Input data:

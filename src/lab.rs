//! Lab handles
//!
//! A lab handle is addressed by patient id and, when known, by the Labs
//! `rowid` of the exact row it stands for.
//!
//! Row selection:
//! - `Lab::new(patient_id)` resolves to the patient's lab row with the
//!   lowest rowid, i.e. the first one ingested.
//! - Handles returned by ingestion and by `Patient::labs` carry their rowid
//!   and resolve to that row only.

use std::fmt;

use chrono::NaiveDateTime;
use serde::{Deserialize, Serialize};

use crate::storage::EhrStore;
use crate::timestamp::parse_timestamp;
use crate::{Error, Result};

/// Value columns of the Labs table
#[derive(Debug, Clone, Copy, PartialEq, Eq, Hash)]
pub enum LabField {
    PatientId,
    Name,
    Value,
    Units,
    Date,
}

impl LabField {
    /// Column name in the Labs table
    pub fn as_str(&self) -> &'static str {
        match self {
            LabField::PatientId => "patient_id",
            LabField::Name => "lab_name",
            LabField::Value => "lab_value",
            LabField::Units => "lab_units",
            LabField::Date => "lab_date",
        }
    }
}

/// One row of the Labs table
#[derive(Debug, Clone, PartialEq, Eq, Serialize, Deserialize)]
pub struct LabRecord {
    pub patient_id: String,
    pub lab_name: String,
    pub lab_value: String,
    pub lab_units: String,
    pub lab_date: String,
}

/// Handle to a Labs row
#[derive(Debug, Clone, PartialEq, Eq, Hash, Serialize, Deserialize)]
pub struct Lab {
    pub patient_id: String,
    /// Labs rowid; `None` means "first row of the patient"
    #[serde(default, skip_serializing_if = "Option::is_none")]
    pub row_id: Option<i64>,
}

impl Lab {
    /// Handle for the first lab row of `patient_id`
    pub fn new(patient_id: impl Into<String>) -> Self {
        Self {
            patient_id: patient_id.into(),
            row_id: None,
        }
    }

    /// Handle for one specific lab row
    pub fn at_row(patient_id: impl Into<String>, row_id: i64) -> Self {
        Self {
            patient_id: patient_id.into(),
            row_id: Some(row_id),
        }
    }

    fn field(&self, store: &EhrStore, field: LabField) -> Result<String> {
        match self.row_id {
            Some(row_id) => store.get_lab_field_by_row(&self.patient_id, row_id, field),
            None => store.get_lab_field(&self.patient_id, field),
        }
    }

    pub fn lab_name(&self, store: &EhrStore) -> Result<String> {
        self.field(store, LabField::Name)
    }

    /// Raw lab value text, e.g. `"50"`
    pub fn lab_value(&self, store: &EhrStore) -> Result<String> {
        self.field(store, LabField::Value)
    }

    pub fn lab_units(&self, store: &EhrStore) -> Result<String> {
        self.field(store, LabField::Units)
    }

    pub fn lab_date(&self, store: &EhrStore) -> Result<String> {
        self.field(store, LabField::Date)
    }

    /// The whole Labs row in one query
    pub fn record(&self, store: &EhrStore) -> Result<LabRecord> {
        let stored = match self.row_id {
            Some(row_id) => store.get_lab_by_row(&self.patient_id, row_id)?,
            None => store.first_lab_for_patient(&self.patient_id)?,
        };
        stored
            .map(|stored| stored.record)
            .ok_or_else(|| Error::NotFound(format!("lab for patient {}", self.patient_id)))
    }

    /// Lab value as a number
    pub fn value(&self, store: &EhrStore) -> Result<f64> {
        parse_lab_value(&self.lab_value(store)?)
    }

    /// Lab date as a timestamp
    pub fn date(&self, store: &EhrStore) -> Result<NaiveDateTime> {
        parse_timestamp(&self.lab_date(store)?)
    }

    /// Names the lab itself, e.g. `lab HDL info for patient 1`.
    /// `Display` stays store-free and only knows the patient id.
    pub fn describe(&self, store: &EhrStore) -> Result<String> {
        Ok(format!("lab {} info for patient {}", self.lab_name(store)?, self.patient_id))
    }
}

impl fmt::Display for Lab {
    fn fmt(&self, f: &mut fmt::Formatter<'_>) -> fmt::Result {
        write!(f, "lab {} info", self.patient_id)
    }
}

/// Parse a stored lab value. Surrounding whitespace is ignored.
pub fn parse_lab_value(value: &str) -> Result<f64> {
    value.trim().parse::<f64>().map_err(|e| Error::ValueParse {
        value: value.to_string(),
        reason: e.to_string(),
    })
}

Brief:
The whole listing above must be copied exactly.

Output below:
filename src/lab.rs
//! Lab handles
//!
//! A lab handle is addressed by patient id and, when known, by the Labs
//! `rowid` of the exact row it stands for.
//!
//! Row selection:
//! - `Lab::new(patient_id)` resolves to the patient's lab row with the
//!   lowest rowid, i.e. the first one ingested.
//! - Handles returned by ingestion and by `Patient::labs` carry their rowid
//!   and resolve to that row only.

use std::fmt;

use chrono::NaiveDateTime;
use serde::{Deserialize, Serialize};

use crate::storage::EhrStore;
use crate::timestamp::parse_timestamp;
use crate::{Error, Result};

/// Value columns of the Labs table
#[derive(Debug, Clone, Copy, PartialEq, Eq, Hash)]
pub enum LabField {
    PatientId,
    Name,
    Value,
    Units,
    Date,
}

impl LabField {
    /// Column name in the Labs table
    pub fn as_str(&self) -> &'static str {
        match self {
            LabField::PatientId => "patient_id",
            LabField::Name => "lab_name",
            LabField::Value => "lab_value",
            LabField::Units => "lab_units",
            LabField::Date => "lab_date",
        }
    }
}

/// One row of the Labs table
#[derive(Debug, Clone, PartialEq, Eq, Serialize, Deserialize)]
pub struct LabRecord {
    pub patient_id: String,
    pub lab_name: String,
    pub lab_value: String,
    pub lab_units: String,
    pub lab_date: String,
}

/// Handle to a Labs row
#[derive(Debug, Clone, PartialEq, Eq, Hash, Serialize, Deserialize)]
pub struct Lab {
    pub patient_id: String,
    /// Labs rowid; `None` means "first row of the patient"
    #[serde(default, skip_serializing_if = "Option::is_none")]
    pub row_id: Option<i64>,
}

impl Lab {
    /// Handle for the first lab row of `patient_id`
    pub fn new(patient_id: impl Into<String>) -> Self {
        Self {
            patient_id: patient_id.into(),
            row_id: None,
        }
    }

    /// Handle for one specific lab row
    pub fn at_row(patient_id: impl Into<String>, row_id: i64) -> Self {
        Self {
            patient_id: patient_id.into(),
            row_id: Some(row_id),
        }
    }

    fn field(&self, store: &EhrStore, field: LabField) -> Result<String> {
        match self.row_id {
            Some(row_id) => store.get_lab_field_by_row(&self.patient_id, row_id, field),
            None => store.get_lab_field(&self.patient_id, field),
        }
    }

    pub fn lab_name(&self, store: &EhrStore) -> Result<String> {
        self.field(store, LabField::Name)
    }

    /// Raw lab value text, e.g. `"50"`
    pub fn lab_value(&self, store: &EhrStore) -> Result<String> {
        self.field(store, LabField::Value)
    }

    pub fn lab_units(&self, store: &EhrStore) -> Result<String> {
        self.field(store, LabField::Units)
    }

    pub fn lab_date(&self, store: &EhrStore) -> Result<String> {
        self.field(store, LabField::Date)
    }

    /// The whole Labs row in one query
    pub fn record(&self, store: &EhrStore) -> Result<LabRecord> {
        let stored = match self.row_id {
            Some(row_id) => store.get_lab_by_row(&self.patient_id, row_id)?,
            None => store.first_lab_for_patient(&self.patient_id)?,
        };
        stored
            .map(|stored| stored.record)
            .ok_or_else(|| Error::NotFound(format!("lab for patient {}", self.patient_id)))
    }

    /// Lab value as a number
    pub fn value(&self, store: &EhrStore) -> Result<f64> {
        parse_lab_value(&self.lab_value(store)?)
    }

    /// Lab date as a timestamp
    pub fn date(&self, store: &EhrStore) -> Result<NaiveDateTime> {
        parse_timestamp(&self.lab_date(store)?)
    }

    /// Names the lab itself, e.g. `lab HDL info for patient 1`.
    /// `Display` stays store-free and only knows the patient id.
    pub fn describe(&self, store: &EhrStore) -> Result<String> {
        Ok(format!("lab {} info for patient {}", self.lab_name(store)?, self.patient_id))
    }
}

impl fmt::Display for Lab {
    fn fmt(&self, f: &mut fmt::Formatter<'_>) -> fmt::Result {
        write!(f, "lab {} info", self.patient_id)
    }
}

/// Parse a stored lab value. Surrounding whitespace is ignored.
pub fn parse_lab_value(value: &str) -> Result<f64> {
    value.trim().parse::<f64>().map_err(|e| Error::ValueParse {
        value: value.to_string(),
        reason: e.to_string(),
    })
}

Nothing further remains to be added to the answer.